Stereoselective reactions have played a vital role in the emergence of life, evolution, human biology, and medicine. However, for a long time, most industrial and academic efforts followed a trial-and-error approach for asymmetric synthesis in stereoselective reactions. In addition, most previous studies have been qualitatively focused on the influence of steric and electronic effects on stereoselective reactions. Therefore, quantitatively understanding the stereoselectivity of a given chemical reaction is extremely difficult. As proof of principle, this paper develops a novel composite machine learning method for quantitatively predicting the enantioselectivity representing the degree to which one enantiomer is preferentially produced from the reactions. Specifically, machine learning methods that are widely used in data analytics, including Random Forest, Support Vector Regression, and LASSO, are utilized. In addition, the Bayesian optimization and permutation importance tests are provided for an in-depth understanding of reactions and accurate prediction. Finally, the proposed composite method approximates the key features of the available reactions by using Gaussian mixture models, which provide suitable machine learning methods for new reactions. The case studies using the real stereoselective reactions show that the proposed method is effective and provides a solid foundation for further application to other chemical reactions.
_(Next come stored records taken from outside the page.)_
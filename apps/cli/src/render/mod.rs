//! Terminal rendering of formatted blocks and domain objects.
//!
//! The web UI rendered classified blocks as styled DOM nodes; here each
//! block kind maps to a styled terminal line. Also owns the loading
//! spinner that stands in for the web UI's boolean loading flag.

use colored::Colorize;
use indicatif::{ProgressBar, ProgressStyle};

use crate::models::analytics::CareerAnalysis;
use crate::models::job::Job;
use crate::models::tailor::Insights;
use crate::models::tools::AiTool;
use crate::text::format::{format_blocks, FormattedBlock, StructuredSection};

/// Spinner shown while a request is in flight. The caller holds it for
/// the duration of the awaited call and finishes it on either outcome.
pub fn spinner(message: &str) -> ProgressBar {
    let pb = ProgressBar::new_spinner();
    pb.set_style(
        ProgressStyle::default_spinner()
            .template("{spinner:.green} {msg}")
            .expect("spinner template"),
    );
    pb.set_message(message.to_string());
    pb.enable_steady_tick(std::time::Duration::from_millis(100));
    pb
}

/// Prints one classified block.
pub fn print_block(block: &FormattedBlock) {
    match block {
        FormattedBlock::Header(text) => println!("{}", text.cyan().bold()),
        FormattedBlock::Subheader(text) => println!("{}", text.bold()),
        FormattedBlock::Bullet(text) => println!("  \u{2022} {text}"),
        FormattedBlock::Numbered { ordinal, text } => println!("  {ordinal}. {text}"),
        FormattedBlock::Paragraph(text) => println!("{text}"),
        FormattedBlock::Spacer => println!(),
    }
}

/// Prints a block sequence in order.
pub fn print_blocks(blocks: &[FormattedBlock]) {
    for block in blocks {
        print_block(block);
    }
}

/// Prints structured sections: each name as a header, content lines run
/// through the simple-mode classifier.
pub fn print_sections(sections: &[StructuredSection]) {
    for section in sections {
        if !section.name.is_empty() {
            println!("{}", section.name.cyan().bold());
        }
        let content = section.lines.join("\n");
        print_blocks(&format_blocks(Some(&content)));
        println!();
    }
}

/// The colored-banner equivalent for failures: one short sentence.
pub fn print_error(message: &str) {
    eprintln!("{} {}", "Error:".red().bold(), message);
}

pub fn print_job_card(index: usize, job: &Job) {
    let score = job
        .match_score
        .map(|s| format!(" [{s}% match]").green().to_string())
        .unwrap_or_default();
    println!(
        "{} {}{}",
        format!("{index}.").bold(),
        job.title.cyan().bold(),
        score
    );
    println!("   {} \u{2014} {} ({})", job.company, job.location, job.job_type);
    if !job.requirements.is_empty() {
        println!("   {} {}", "Requires:".bold(), job.requirements.join(", "));
    }
    if let (Some(min), Some(max)) = (job.salary_min, job.salary_max) {
        println!("   {} ${:.0}\u{2013}${:.0}", "Salary:".bold(), min, max);
    }
    if let Some(url) = &job.url {
        println!("   {url}");
    }
    println!();
}

pub fn print_insights(insights: &Insights) {
    println!("{} {}", "Match score:".bold(), insights.match_score);
    if !insights.present_keywords.is_empty() {
        println!(
            "{} {}",
            "Present keywords:".green().bold(),
            insights.present_keywords.join(", ")
        );
    }
    if !insights.missing_keywords.is_empty() {
        println!(
            "{} {}",
            "Missing keywords:".yellow().bold(),
            insights.missing_keywords.join(", ")
        );
    }
    if !insights.ats_flags.is_empty() {
        println!("{} {}", "ATS flags:".red().bold(), insights.ats_flags.join("; "));
    }
    if !insights.do_now.is_empty() {
        println!("\n{}", "Do now:".cyan().bold());
        for (i, task) in insights.do_now.iter().enumerate() {
            println!("  {}. {task}", i + 1);
        }
    }
    if !insights.do_long.is_empty() {
        println!("\n{}", "Longer term:".cyan().bold());
        for (i, task) in insights.do_long.iter().enumerate() {
            println!("  {}. {task}", i + 1);
        }
    }
}

pub fn print_tool_card(tool: &AiTool) {
    let rating = tool
        .rating
        .map(|r| format!(" ({r:.1})"))
        .unwrap_or_default();
    println!("{}{}", tool.name.cyan().bold(), rating);
    if !tool.category.is_empty() || !tool.pricing.is_empty() {
        println!("   {} / {}", tool.category, tool.pricing);
    }
    println!("   {}", tool.description);
    if !tool.features.is_empty() {
        println!("   {} {}", "Features:".bold(), tool.features.join(", "));
    }
    if !tool.website.is_empty() {
        println!("   {}", tool.website);
    }
    println!();
}

pub fn print_analysis(analysis: &CareerAnalysis) {
    println!("{}", "Career Analysis".cyan().bold());
    println!();
    if !analysis.current_role.is_empty() {
        println!("{} {}", "Current role:".bold(), analysis.current_role);
    }
    if !analysis.career_level.is_empty() {
        println!("{} {}", "Career level:".bold(), analysis.career_level);
    }
    println!("{} {}", "Experience:".bold(), format_years(analysis.experience_years));
    if !analysis.skills.is_empty() {
        println!("{} {}", "Skills:".bold(), analysis.skills.join(", "));
    }
    if !analysis.skill_gaps.is_empty() {
        println!("{} {}", "Skill gaps:".yellow().bold(), analysis.skill_gaps.join(", "));
    }
    print_json_panel("Market value", &analysis.market_value);
    print_json_panel("Salary insights", &analysis.salary_insights);
    print_json_panel("Industry insights", &analysis.industry_insights);
    if !analysis.recommendations.is_empty() {
        println!("\n{}", "Recommendations:".cyan().bold());
        for (i, rec) in analysis.recommendations.iter().enumerate() {
            println!("  {}. {rec}", i + 1);
        }
    }
}

fn format_years(years: i64) -> String {
    if years == 1 {
        "1 year".to_string()
    } else {
        format!("{years} years")
    }
}

/// Renders a free-form backend object as an indented key/value panel.
/// Non-object payloads print as-is; null prints nothing.
fn print_json_panel(label: &str, value: &serde_json::Value) {
    match value {
        serde_json::Value::Null => {}
        serde_json::Value::Object(map) if map.is_empty() => {}
        serde_json::Value::Object(map) => {
            println!("\n{}", format!("{label}:").bold());
            for (key, val) in map {
                let shown = match val {
                    serde_json::Value::String(s) => s.clone(),
                    other => other.to_string(),
                };
                println!("  {key}: {shown}");
            }
        }
        other => println!("{} {}", format!("{label}:").bold(), other),
    }
}

#[cfg(test)]
mod tests {
    use super::*;

    #[test]
    fn test_format_years_singular() {
        assert_eq!(format_years(1), "1 year");
        assert_eq!(format_years(4), "4 years");
        assert_eq!(format_years(0), "0 years");
    }
}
立体选择性反应在生命起源、进化、人类生物学和医学中发挥了至关重要的作用。然而,长期以来,大多数工业和学术研究在立体选择性反应的不对称合成中都采用试错法。此外,以往的大多数研究在定性上都集中于空间和电子效应对立体选择性反应的影响。因此,定量理解给定化学反应的立体选择性极其困难。作为原理证明,本文开发了一种新型的复合机器学习方法,用于定量预测对映选择性,该对映选择性表示从反应中优先生成一种对映体的程度。具体而言,使用了在数据分析中广泛应用的机器学习方法,包括随机森林、支持向量回归和套索回归。此外,还提供了贝叶斯优化和排列重要性测试,以深入理解反应并进行准确预测。最后,所提出的复合方法通过使用高斯混合模型来逼近现有反应的关键特征,这为新反应提供了合适的机器学习方法。使用实际立体选择性反应的案例研究表明,所提出的方法是有效的,并为进一步应用于其他化学反应奠定了坚实基础。